Including, of course, what are known as the dining-out classes. That is, the public for which the restaurant columns - useful guides and information bearers as well as, at times, taste leaders - give their guidance. You read some odd things, but none so odd and as an exhilaratingly new-method (to this reader anyway) as a French way of dealing with vegetables. It amounts to never letting some of them grow much beyond the seedling stage - and eating this in lieu. But to come back. Robin Lane Fox, well known in The Financial Times, writes there of one of the most extraordinary and famous vegetable gardens in England.

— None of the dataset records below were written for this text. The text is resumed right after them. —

//! Plugins declared with the attribute macros, resolved through the runtime.

use std::sync::Arc;

use chatoverflow::prelude::*;
use chatoverflow::{
    ConnectorKey, ContractKind, CoreError, HierarchyBuilder, LookupError, MetadataRegistry,
    OverflowConfig,
};
use chatoverflow::runtime::ConnectorConfig;

#[contract(input)]
pub trait Input {}

#[contract(input, parent = Input)]
pub trait ChatInput {
    fn channel(&self) -> String;
}

#[contract(requirement)]
pub trait Requirement {}

#[contract(requirement, parent = Requirement, id = "ChatRequirement")]
pub trait ChatRequirement {
    fn account(&self) -> String;
}

#[connector]
pub struct TwitchConnector {
    account: String,
}

#[async_trait]
impl Connector for TwitchConnector {
    fn connector_type(&self) -> ConnectorTypeId {
        Self::connector_type_id()
    }
}

pub struct TwitchChatInputImpl {
    channel: String,
}

impl Plugin for TwitchChatInputImpl {
    fn create(ctx: &PluginContext) -> Result<Self, BoxError> {
        #[derive(serde::Deserialize)]
        struct Settings {
            #[serde(default)]
            channel: Option<String>,
        }
        let settings: Settings = ctx.config()?;
        Ok(Self {
            channel: settings.channel.unwrap_or_else(|| "lobby".into()),
        })
    }
}

#[implementation]
impl ChatInput for TwitchChatInputImpl {
    fn channel(&self) -> String {
        self.channel.clone()
    }
}

pub struct TwitchChatRequirementImpl {
    connector: Arc<TwitchConnector>,
}

impl Plugin for TwitchChatRequirementImpl {
    fn create(ctx: &PluginContext) -> Result<Self, BoxError> {
        Ok(Self {
            connector: ctx.connector::<TwitchConnector>()?,
        })
    }
}

#[implementation(connector = TwitchConnector)]
impl ChatRequirement for TwitchChatRequirementImpl {
    fn account(&self) -> String {
        self.connector.account.clone()
    }
}

struct TwitchProvider;

#[async_trait]
impl ConnectorProvider for TwitchProvider {
    fn connector_type(&self) -> ConnectorTypeId {
        TwitchConnector::connector_type_id()
    }

    async fn connect(
        &self,
        key: &str,
        _settings: &serde_json::Value,
    ) -> Result<Arc<dyn Connector>, BoxError> {
        Ok(Arc::new(TwitchConnector {
            account: key.to_string(),
        }))
    }
}

fn runtime(config: OverflowConfig) -> OverflowRuntime {
    OverflowRuntime::builder()
        .config(config)
        .without_logging()
        .provider(TwitchProvider)
        .build()
        .unwrap()
}

fn live(account: &str) -> Arc<TwitchConnector> {
    Arc::new(TwitchConnector {
        account: account.to_string(),
    })
}

#[test]
fn generated_metadata() {
    assert_eq!(<dyn Input as ContractMeta>::ID, "Input");
    assert_eq!(<dyn Input as ContractMeta>::PARENT, None);
    assert_eq!(<dyn ChatInput as ContractMeta>::PARENT, Some("Input"));
    assert_eq!(
        <dyn ChatRequirement as ContractMeta>::KIND,
        ContractKind::Requirement
    );
    assert_eq!(<TwitchConnector as ConnectorMeta>::ID, "TwitchConnector");
    assert_eq!(<TwitchChatInputImpl as ImplementationMeta>::CONTRACT, "ChatInput");
    assert_eq!(<TwitchChatInputImpl as ImplementationMeta>::CONNECTOR, None);
    assert_eq!(
        <TwitchChatRequirementImpl as ImplementationMeta>::CONNECTOR,
        Some("TwitchConnector")
    );
}

#[test]
fn declarations_are_collected() {
    let mut registry = MetadataRegistry::new();
    assert_eq!(registry.register_declared().unwrap(), 7);
    assert_eq!(registry.contracts().len(), 4);
    assert_eq!(registry.implementations().len(), 2);
    assert_eq!(registry.connector_types().len(), 1);
    registry.freeze();

    let hierarchy = HierarchyBuilder::from_registry(&registry)
        .unwrap()
        .build()
        .unwrap();
    assert_eq!(hierarchy.roots().len(), 2);
    assert_eq!(hierarchy.root_of("ChatInput").unwrap(), "Input");
    assert_eq!(hierarchy.root_of("ChatRequirement").unwrap(), "Requirement");
}

#[tokio::test]
async fn input_without_connector() {
    let runtime = runtime(OverflowConfig::default());
    runtime.startup().await.unwrap();

    let plugin = runtime
        .instantiate("ChatInput", "TwitchChatInputImpl", None)
        .await
        .unwrap();
    assert!(plugin.connector().is_none());
    assert_eq!(
        plugin.as_contract::<dyn ChatInput>().unwrap().channel(),
        "lobby"
    );
}

#[tokio::test]
async fn plugin_section_reaches_constructor() {
    let mut config = OverflowConfig::default();
    config.plugins.insert(
        "TwitchChatInputImpl".into(),
        serde_json::json!({ "channel": "speedruns" }),
    );
    let runtime = runtime(config);
    runtime.startup().await.unwrap();

    let plugin = runtime
        .instantiate_impl::<TwitchChatInputImpl>(None)
        .await
        .unwrap();
    assert_eq!(
        plugin.as_contract::<dyn ChatInput>().unwrap().channel(),
        "speedruns"
    );
}

#[tokio::test]
async fn requirement_needs_connector_key() {
    let runtime = runtime(OverflowConfig::default());
    runtime.startup().await.unwrap();

    let err = runtime
        .instantiate("ChatRequirement", "TwitchChatRequirementImpl", None)
        .await
        .unwrap_err();
    assert!(matches!(
        err,
        RuntimeError::Core(CoreError::Lookup(LookupError::MissingConnectorKey { .. }))
    ));

    let instance = live("acct1");
    runtime
        .connectors()
        .add_connector(
            TwitchConnector::connector_type_id(),
            "acct1",
            instance.clone(),
        )
        .await
        .unwrap();

    let first = runtime
        .instantiate("ChatRequirement", "TwitchChatRequirementImpl", Some("acct1"))
        .await
        .unwrap();
    let held = first.downcast::<TwitchChatRequirementImpl>().unwrap();
    assert!(Arc::ptr_eq(&held.connector, &instance));

    // Same arguments, unchanged registry: same connector instance.
    let second = runtime
        .instantiate_impl::<TwitchChatRequirementImpl>(Some("acct1"))
        .await
        .unwrap();
    let again = second.downcast::<TwitchChatRequirementImpl>().unwrap();
    assert!(Arc::ptr_eq(&held.connector, &again.connector));
    assert!(first.connector().unwrap().ptr_eq(second.connector().unwrap()));
}

#[tokio::test]
async fn duplicate_connector_until_removed() {
    let runtime = runtime(OverflowConfig::default());
    let connectors = runtime.connectors();
    let twitch = TwitchConnector::connector_type_id();

    connectors
        .add_connector(twitch.clone(), "acct1", live("acct1"))
        .await
        .unwrap();

    let err = connectors
        .add_connector(twitch.clone(), "acct1", live("acct1"))
        .await
        .unwrap_err();
    assert!(matches!(
        err,
        CoreError::Lookup(LookupError::DuplicateConnector { .. })
    ));

    connectors.remove_connector(&twitch, "acct1").await.unwrap();
    connectors
        .add_connector(twitch, "acct1", live("acct1"))
        .await
        .unwrap();
}

#[tokio::test]
async fn configured_connectors_are_established() {
    let config = OverflowConfig {
        connectors: vec![
            ConnectorConfig::new("TwitchConnector", "acct1"),
            ConnectorConfig {
                enabled: false,
                ..ConnectorConfig::new("TwitchConnector", "acct2")
            },
        ],
        ..Default::default()
    };
    let runtime = runtime(config);
    runtime.startup().await.unwrap();

    assert_eq!(
        runtime.connectors().keys().await,
        vec![ConnectorKey::new("TwitchConnector", "acct1")]
    );

    let plugin = runtime
        .instantiate("ChatRequirement", "TwitchChatRequirementImpl", Some("acct1"))
        .await
        .unwrap();
    assert_eq!(
        plugin
            .as_contract::<dyn ChatRequirement>()
            .unwrap()
            .account(),
        "acct1"
    );

    assert_eq!(runtime.shutdown().await, 1);
}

It concerns a fabulous place known as Le Manoir aux Quat' Saisons run by the celebrated Raymond Blanc "the prince of all French chefs in Britain". And some of its great secrets are to be found in the acre-and-a-half of vegetable garden run by Anne Marie Owens with seven of a staff. Not only are there no chemicals allowed in it, but the care and working of the soil must be unique in its barber-like detail, while what is grown, as we will see, is unique. Or should that be what is allowed to grow only a fraction? Writes Robin Lane Fox: "Whenever anyone forswears modern chemical improvements, I become immediately suspicious. Every vegetable and bit of fruit in my garden is crying out for genetic modification. As soon as I stop spraying, the blackcurrant bushes develop red pustules. The slugs and pigeons murder the young lettuce. This year, the few broad beans have been crawling with blackfly."
At Le Manoir, Ms Owens claims that these troubles are eliminated by the highest standards of clean, natural cultivation. Young crops are protected under fleece (our italics). Snails, she believes, are kept down by toads and non-culinary frogs in the ponds. But the biggest difference is that the vegetables are picked far, far earlier than any English gardener could imagine. Turnips are picked when still tiny. Pea pods don't come into the picture because the plants are pulled out before the pods form. So you just eat the top of the plant which, it seems, cooked, tastes of pea. This is referred to in the article as "the local French habit".
And the writer says that, to his amazement, they taste "as wonderfully flavoured as the young contents of the good old English pod". Same with broad beans. This unique establishment is at Great Milton, Oxfordshire. Whew!